Remarks. Chloeia inermis de Quatrefages, 1866, originally described from New Zealand, it resembles species in the group longisetosa by having bipinnate branchiae from chaetiger 5, but it differs from those species by having a white middorsal longitudinal band. In the key above, it resembles C. wangi sp. n., described below from The Philippines because harpoon notochaetae are rare to nill in median segments. However, these species differ in three features: the size of its median antenna to caruncle, basal pigmentation of bipinnate branchial stems, and type of notochaetae. Thus, in C. inermis the median antenna is shorter than caruncle, its branchial stems do not have basal spots, and notochaetae are spurred or aciculars, whereas C. wangi has a median antenna as long as caruncle, its branchial stems have a basal white spot, and notochaetae are furcates (major tines 3–4× longer than minor ones).

The specific epithet selected by de Quatrefages (1866: 389, Latin diagnosis; 388) refers to the presence of smooth chaetae, instead of being denticulate (Latin inermis, e: unarmed, without spines), as indicated by Benham (1916: 390). However, there are a few harpoon notochaetae in the damaged holotype of C. inermis, but most notochaetae are acicular.

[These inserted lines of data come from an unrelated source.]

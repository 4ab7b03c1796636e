//! Line based grammar for fenced code languages declared in configuration.

use std::collections::HashSet;

use super::{
  grammar::{
    Grammar,
    Injection,
  },
  line_end,
  tree::Node,
};

#[derive(Debug, Clone, Default)]
pub struct CodeGrammar {
  keywords:          HashSet<String>,
  line_comment:      Option<String>,
  string_delimiters: Vec<char>,
}

impl CodeGrammar {
  pub fn new<K, S>(
    keywords: K,
    line_comment: Option<&str>,
    string_delimiters: impl IntoIterator<Item = char>,
  ) -> Self
  where
    K: IntoIterator<Item = S>,
    S: Into<String>,
  {
    Self {
      keywords:          keywords.into_iter().map(Into::into).collect(),
      line_comment:      line_comment.filter(|c| !c.is_empty()).map(str::to_string),
      string_delimiters: string_delimiters.into_iter().collect(),
    }
  }

  fn string_end(&self, source: &str, start: usize, end: usize, quote: char) -> usize {
    let mut chars = source[start..end].char_indices().skip(1);
    while let Some((i, ch)) = chars.next() {
      if ch == '\\' {
        chars.next();
      } else if ch == quote {
        return start + i + ch.len_utf8();
      }
    }
    end
  }
}

fn is_word(ch: char) -> bool {
  ch.is_alphanumeric() || ch == '_'
}

impl Grammar for CodeGrammar {
  fn parse_unit(&self, source: &str, start: usize, end: usize) -> Node {
    let stop = line_end(source, start, end);
    let content_end = if source[..stop].ends_with('\n') {
      stop - 1
    } else {
      stop
    };

    let mut children = Vec::new();
    let mut pos = start;
    while pos < content_end {
      let rest = &source[pos..content_end];
      if let Some(comment) = &self.line_comment
        && rest.starts_with(comment.as_str())
      {
        children.push(Node::leaf("comment", pos..content_end));
        break;
      }
      let Some(ch) = rest.chars().next() else {
        break;
      };

      if self.string_delimiters.contains(&ch) {
        let close = self.string_end(source, pos, content_end, ch);
        children.push(Node::leaf("string", pos..close));
        pos = close;
      } else if ch.is_ascii_digit() {
        let len = rest
          .find(|c: char| !(is_word(c) || c == '.'))
          .unwrap_or(rest.len());
        children.push(Node::leaf("number", pos..pos + len));
        pos += len;
      } else if is_word(ch) {
        let len = rest.find(|c: char| !is_word(c)).unwrap_or(rest.len());
        if self.keywords.contains(&rest[..len]) {
          children.push(Node::leaf("keyword", pos..pos + len));
        }
        pos += len;
      } else {
        pos += ch.len_utf8();
      }
    }

    Node::with_children("line", start..stop, children)
  }

  fn capture(&self, kind: &str) -> Option<&'static str> {
    match kind {
      "keyword" => Some("keyword"),
      "string" => Some("string"),
      "comment" => Some("comment"),
      "number" => Some("number"),
      _ => None,
    }
  }

  fn injections(&self, _unit: &Node, _offset: usize, _source: &str, _out: &mut Vec<Injection>) {}
}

De Quatrefages also indicated his new species could be identical to C. egena Grube, 1855, described with a damaged specimen, without locality, that has been regarded as indeterminable (see above). In the description of C. spectabilis, Baird (1868: 231, 234) indicated that it resembled C. inermis de Quatrefages, 1866 and C. egena Grube, 1855, and that C. spectabilis “differs from both in minor details” but he did not indicate what the differences were. The holotype of C. spectabilis has no relevant differences with the holotype of C. inermis, thus becoming synonyms.

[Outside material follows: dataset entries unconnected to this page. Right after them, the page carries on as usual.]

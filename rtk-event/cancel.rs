use std::{
  borrow::Borrow,
  future::Future,
  sync::{
    Arc,
    atomic::{
      AtomicBool,
      Ordering,
    },
  },
};

use tokio::sync::Notify;

#[derive(Debug, Default)]
struct CancelState {
  canceled: AtomicBool,
  notify:   Notify,
}

/// A cancellation flag shared between the code that issued a task and the
/// task itself.
///
/// Cancelling never interrupts running work. The task (or whoever receives
/// its result) observes the flag and drops the result instead.
#[derive(Debug, Clone, Default)]
pub struct TaskHandle {
  state: Arc<CancelState>,
}

impl TaskHandle {
  pub fn new() -> Self {
    Self::default()
  }

  pub fn cancel(&self) {
    if !self.state.canceled.swap(true, Ordering::AcqRel) {
      self.state.notify.notify_waiters();
    }
  }

  pub fn is_canceled(&self) -> bool {
    self.state.canceled.load(Ordering::Acquire)
  }

  /// Resolves once [`TaskHandle::cancel`] has been called.
  pub async fn canceled(&self) {
    let notified = self.state.notify.notified();
    let mut notified = std::pin::pin!(notified);
    notified.as_mut().enable();
    if self.is_canceled() {
      return;
    }
    notified.await;
  }
}

/// Runs `future` until it completes or `handle` is cancelled.
pub async fn cancelable_future<T>(
  future: impl Future<Output = T>,
  handle: impl Borrow<TaskHandle>,
) -> Option<T> {
  let handle = handle.borrow();
  if handle.is_canceled() {
    return None;
  }
  tokio::select! {
    biased;
    _ = handle.canceled() => None,
    res = future => Some(res),
  }
}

Horst (1910: 172) regarded the three above species as indeterminable. Benham (1915, 1916), Augener (1924), McIntosh (1925: 18), and Monro (1936) provided more details for recognizing C. inermis as distinct, besides having chaetae without serrations and with tips entire, sometimes with tiny spurs; for the pigmentation pattern they noted there is a middorsal paler band, purple median antennae and dorsal cirri, and branchiae from chaetiger 5. These features are present in the types of C. inermis and C. spectabilis, but the former has priority.

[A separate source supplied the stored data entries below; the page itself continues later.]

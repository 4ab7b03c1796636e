//! Incremental syntax highlighting for a rich text buffer.
//!
//! Edits flow through [`edit::EditTracker`] into the layered parse tree in
//! [`syntax`], which reports the character ranges it re-parsed. The
//! [`highlighter::Highlighter`] collects those ranges, resolves tokens for
//! them off the serial context and writes [`style::AttributeSet`]s back to
//! the host buffer. [`pipeline::Pipeline`] wires everything to one document.

pub mod buffer;
pub mod config;
pub mod edit;
pub mod highlighter;
pub mod invalidation;
pub mod pipeline;
pub mod resolver;
pub mod style;
pub mod syntax;

pub use buffer::{
  AttributeSink,
  HostBuffer,
  SharedText,
  StyledText,
  TextSource,
};
pub use edit::{
  ContentChange,
  EditError,
  EditRecord,
  EditTracker,
};
pub use highlighter::{
  Highlighter,
  TextTarget,
};
pub use pipeline::{
  Pipeline,
  PipelineError,
};
pub use style::{
  AttributeSet,
  StyleMap,
  TokenKind,
};
pub use syntax::{
  NamedRange,
  SyntaxError,
  SyntaxState,
  SyntaxTree,
};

Kudenov (1993: 100) described C. australis from the Campbell Plateau (500 km South off New Zealand); the specific name was selected to emphasize the southern, subantarctic distribution of the species. His description detailed a dorsal surface with a middorsal pale longitudinal stripe, that notochaetae were smooth, and branchiae begin in chaetiger 5. Kudenov (2020 in email) indicated his species is a junior synonym of C. inermis de Quatrefages, 1866 . After the study of one of his paratypes, his synonymy proposal is herein confirmed. Kudenov (1993: 100) noted the abundant, long capillary neurochaetae with tiny spurs which would indicate the specimens having them are prenatatory epitokes.

Distribution. Australia to New Zealand, Chatham Islands, Chatham Rise, Campbell Plateau, west of Antipodes and Bounty islands, in sediments at 20–183 m depth (Kudenov 1993: 100).